迄今为止,已有多种鱼类的TLR3基因序列被克隆和报道,包括斑马鱼(Danio rerio)[8]、斑点叉尾鮰(Ictalurus punctatus)[9]、红鳍东方鲀(Takifugu rubripes)[10]、鲤鱼(Cyprinus carpio)[11]、稀有鮈鲫(Gobiocypris rarus)[12]、草鱼(Ctenopharyngodon idella)[13]以及虹鳟(Oncorhynchus mykiss)[14]等。
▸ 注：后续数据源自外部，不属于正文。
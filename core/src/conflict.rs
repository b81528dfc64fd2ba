//! Same-day double-booking detection.
//!
//! Detection only surfaces existing double-bookings. Blocking an addition
//! is the caller's decision (see `Scheduler::add_volunteer`).

use crate::{
    service::Service,
    types::{EntityId, ServiceDate},
};
use serde::Serialize;
use std::collections::{BTreeMap, BTreeSet};

/// Volunteer id → display titles of the other same-day services they are on.
pub type ConflictMap = BTreeMap<EntityId, BTreeSet<String>>;

/// For every volunteer on `target`, collect the titles of other services on
/// the same date that also carry that volunteer (any status). Volunteers
/// without conflicts are omitted.
pub fn find_same_day_conflicts(
    target: &Service,
    all_services: &[Service],
    date_format: &str,
) -> ConflictMap {
    let same_day: Vec<&Service> = other_services_on(target.date, &target.service_id, all_services)
        .collect();

    let mut conflicts = ConflictMap::new();
    for volunteer_id in target.assignments.volunteer_ids() {
        let titles: BTreeSet<String> = same_day
            .iter()
            .filter(|s| s.assignments.contains_volunteer(volunteer_id))
            .map(|s| s.display_title(date_format))
            .collect();
        if !titles.is_empty() {
            conflicts.insert(volunteer_id.to_string(), titles);
        }
    }
    conflicts
}

/// Services on `date`, other than `exclude_service_id`, that already carry
/// `volunteer_id`. Used before adding a volunteer.
pub fn bookings_on_date<'a>(
    volunteer_id: &'a str,
    date: ServiceDate,
    exclude_service_id: &'a str,
    all_services: &'a [Service],
) -> impl Iterator<Item = &'a Service> + 'a {
    other_services_on(date, exclude_service_id, all_services)
        .filter(move |s| s.assignments.contains_volunteer(volunteer_id))
}

fn other_services_on<'a>(
    date: ServiceDate,
    exclude_service_id: &'a str,
    all_services: &'a [Service],
) -> impl Iterator<Item = &'a Service> + 'a {
    all_services
        .iter()
        .filter(move |s| s.date == date && s.service_id != exclude_service_id)
}

// ── Preview ──────────────────────────────────────────────────────────────────

/// A bounded, UI-facing summary of one volunteer's conflicts.
#[derive(Debug, Clone, PartialEq, Eq, Serialize)]
pub struct ConflictPreview {
    pub volunteer_id: EntityId,
    pub examples: Vec<String>,
    /// Conflicting titles not listed in `examples`.
    pub overflow: usize,
}

/// At most `limit` example titles per volunteer plus an overflow count.
/// The underlying map is never truncated.
pub fn preview_conflicts(conflicts: &ConflictMap, limit: usize) -> Vec<ConflictPreview> {
    conflicts
        .iter()
        .map(|(volunteer_id, titles)| ConflictPreview {
            volunteer_id: volunteer_id.clone(),
            examples: titles.iter().take(limit).cloned().collect(),
            overflow: titles.len().saturating_sub(limit),
        })
        .collect()
}

/// Total number of (volunteer, other service) conflict pairs.
pub fn total_conflicts(conflicts: &ConflictMap) -> usize {
    conflicts.values().map(BTreeSet::len).sum()
}
//! Runtime configuration loaded from the data/ directory.
//!
//! Scoring weights are deliberately absent: they live as constants in
//! `history.rs` and are not tunable per deployment.

use serde::{Deserialize, Serialize};

#[derive(Debug, Clone, PartialEq, Eq, Serialize, Deserialize)]
#[serde(default)]
pub struct RotaConfig {
    /// Example titles shown per volunteer in a conflict preview.
    pub conflict_preview_limit: usize,
    /// Note attached to assignments created from suggestions.
    pub auto_schedule_note: String,
    /// chrono format for services with neither title nor event type.
    pub fallback_title_format: String,
}

impl Default for RotaConfig {
    fn default() -> Self {
        Self {
            conflict_preview_limit: 3,
            auto_schedule_note: "auto_schedule".into(),
            fallback_title_format: "%d/%m/%Y".into(),
        }
    }
}

impl RotaConfig {
    /// Load from `{data_dir}/rota.json`. Missing keys take their defaults.
    /// In tests, use RotaConfig::default_test().
    pub fn load(data_dir: &str) -> anyhow::Result<Self> {
        let path = format!("{data_dir}/rota.json");
        let content = std::fs::read_to_string(&path)
            .map_err(|e| anyhow::anyhow!("Cannot read {path}: {e}"))?;
        let config: RotaConfig = serde_json::from_str(&content)
            .map_err(|e| anyhow::anyhow!("Cannot parse {path}: {e}"))?;
        if config.auto_schedule_note.trim().is_empty() {
            anyhow::bail!("{path}: auto_schedule_note must not be empty");
        }
        Ok(config)
    }

    /// Config with hardcoded defaults for use in unit tests.
    pub fn default_test() -> Self {
        Self::default()
    }
}
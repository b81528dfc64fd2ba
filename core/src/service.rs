//! Services: the calendar events that need staffing.

use crate::{
    assignment::Assignments,
    types::{EntityId, ServiceDate},
};
use serde::{Deserialize, Serialize};

#[derive(Debug, Clone, PartialEq, Eq, Serialize, Deserialize)]
pub struct EventType {
    pub event_type_id: EntityId,
    pub name: String,
}

#[derive(Debug, Clone, PartialEq, Serialize, Deserialize)]
pub struct Service {
    pub service_id: EntityId,
    pub organization_id: EntityId,
    pub date: ServiceDate,
    pub title: Option<String>,
    pub event_type: Option<EventType>,
    pub assignments: Assignments,
}

impl Service {
    /// Title shown to users: the explicit title, else the event type's name,
    /// else the date rendered with `date_format`.
    pub fn display_title(&self, date_format: &str) -> String {
        if let Some(title) = self.title.as_deref().map(str::trim).filter(|t| !t.is_empty()) {
            return title.to_string();
        }
        if let Some(et) = &self.event_type {
            return et.name.clone();
        }
        self.date.format(date_format).to_string()
    }
}

/// A service not yet persisted. Assignments always start empty.
#[derive(Debug, Clone, PartialEq, Serialize, Deserialize)]
pub struct NewService {
    pub service_id: EntityId,
    pub organization_id: EntityId,
    pub date: ServiceDate,
    pub title: Option<String>,
    pub event_type_id: Option<EntityId>,
}
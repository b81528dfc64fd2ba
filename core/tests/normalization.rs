//! Assignment payload normalization and re-serialization.

use rota_core::assignment::{
    build, normalize, AssignmentStatus, Assignments, PreacherAssignment, VolunteerAssignment,
};
use serde_json::{json, Value};

/// Whatever comes out of storage, normalize returns two lists and never panics.
#[test]
fn normalize_is_total() {
    let inputs = [
        Value::Null,
        json!([]),
        json!([{ "volunteerId": "v1", "status": "pending" }]),
        json!({}),
        json!({ "volunteers": [] }),
        json!({ "preachers": [] }),
        json!({ "volunteers": null, "preachers": null }),
        json!({ "volunteers": {}, "preachers": "p1" }),
        json!({ "other": [1, 2, 3] }),
        json!(true),
        json!(3.5),
        json!("[]"),
    ];
    for raw in &inputs {
        let a = normalize(raw);
        let rebuilt = build(&a).expect("build");
        assert!(rebuilt["volunteers"].is_array(), "volunteers missing for {raw}");
        assert!(rebuilt["preachers"].is_array(), "preachers missing for {raw}");
    }
}

#[test]
fn null_and_empty_object_are_empty() {
    assert_eq!(normalize(&Value::Null), Assignments::default());
    assert_eq!(normalize(&json!({})), Assignments::default());
}

/// A legacy bare list becomes the volunteers list; preachers start empty.
#[test]
fn legacy_list_migrates_to_structured_form() {
    let a = normalize(&json!([{ "volunteerId": "v1", "status": "confirmed" }]));
    assert_eq!(
        a,
        Assignments {
            volunteers: vec![VolunteerAssignment {
                volunteer_id: Some("v1".into()),
                team_id: None,
                status: AssignmentStatus::Confirmed,
                note: None,
            }],
            preachers: vec![],
        }
    );
    assert_eq!(
        build(&a).unwrap(),
        json!({
            "volunteers": [{ "volunteerId": "v1", "status": "confirmed" }],
            "preachers": [],
        })
    );
}

#[test]
fn structured_form_reads_both_lists() {
    let a = normalize(&json!({
        "volunteers": [
            { "volunteerId": "v1", "status": "declined", "note": "travel" },
            { "teamId": "t7", "status": "pending" },
        ],
        "preachers": [{ "preacherId": "p1", "name": "Pr. Marcos", "role": "pregador" }],
    }));
    assert_eq!(a.volunteers.len(), 2);
    assert_eq!(a.volunteers[0].note.as_deref(), Some("travel"));
    assert_eq!(a.volunteers[1].team_id.as_deref(), Some("t7"));
    assert_eq!(a.preachers, vec![PreacherAssignment::new("p1", "Pr. Marcos")]);
}

/// normalize(build(x)) == x for canonical values.
#[test]
fn build_then_normalize_round_trips() {
    let canonical = [
        Assignments::default(),
        Assignments {
            volunteers: vec![
                VolunteerAssignment::pending("v1"),
                VolunteerAssignment {
                    status: AssignmentStatus::Declined,
                    note: Some(String::new()),
                    ..VolunteerAssignment::pending("v2")
                },
                VolunteerAssignment::pending("v3").with_note("auto_schedule"),
                VolunteerAssignment {
                    volunteer_id: None,
                    team_id: Some("t1".into()),
                    status: AssignmentStatus::Confirmed,
                    note: None,
                },
            ],
            preachers: vec![PreacherAssignment::new("p1", "Pr. Ana")],
        },
    ];
    for x in canonical {
        let built = build(&x).expect("build");
        assert_eq!(normalize(&built), x);
    }
}
use super::RotaStore;
use crate::{audit::AuditEntry, error::RotaResult};
use rusqlite::params;

impl RotaStore {
    // ── Audit log ──────────────────────────────────────────────────

    pub fn append_audit(&self, entry: &AuditEntry) -> RotaResult<()> {
        self.conn.execute(
            "INSERT INTO audit_log (action, entity_id, metadata) VALUES (?1, ?2, ?3)",
            params![&entry.action, &entry.entity_id, &entry.metadata],
        )?;
        Ok(())
    }

    pub fn audit_entries_for(&self, entity_id: &str) -> RotaResult<Vec<AuditEntry>> {
        let mut stmt = self.conn.prepare(
            "SELECT id, action, entity_id, metadata
             FROM audit_log WHERE entity_id = ?1
             ORDER BY id ASC",
        )?;
        let entries = stmt
            .query_map(params![entity_id], |row| {
                Ok(AuditEntry {
                    id: Some(row.get(0)?),
                    action: row.get(1)?,
                    entity_id: row.get(2)?,
                    metadata: row.get(3)?,
                })
            })?
            .collect::<Result<Vec<_>, _>>()?;
        Ok(entries)
    }
}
越来越多的研究表明TLR3在鱼类抗病毒免疫应答中发挥重要作用[15]。经poly I﹕C免疫注射后,斑点叉尾鮰[9]、鲤鱼[11]以及大黄鱼(Larimichthys crocea)[16]的TLR3基因表达量显著上调。Su等[12]用草鱼呼肠孤病毒(Grass carp reovirus,GCRV)感染稀有鮈鲫、团头鲂(Megalobrama amblycephala)[17]后,TLR3基因表达水平均有明显提高,提示TLR3与抗病毒免疫应答紧密相关。近年来的研究也发现TLR3在抗细菌免疫应答中扮演重要角色。大黄鱼[16]和斑马鱼[8]分别经副溶血弧菌(Vibrio Parahaemolyticus)和迟缓爱德华菌(Edwardsiella tarda)感染后,TLR3基因表达水平均有显著提高。最近的研究发现,LPS和PGN能显著增强草鱼头肾细胞TLR3基因的表达[18],提示该分子参与了抗细菌感染的免疫反应。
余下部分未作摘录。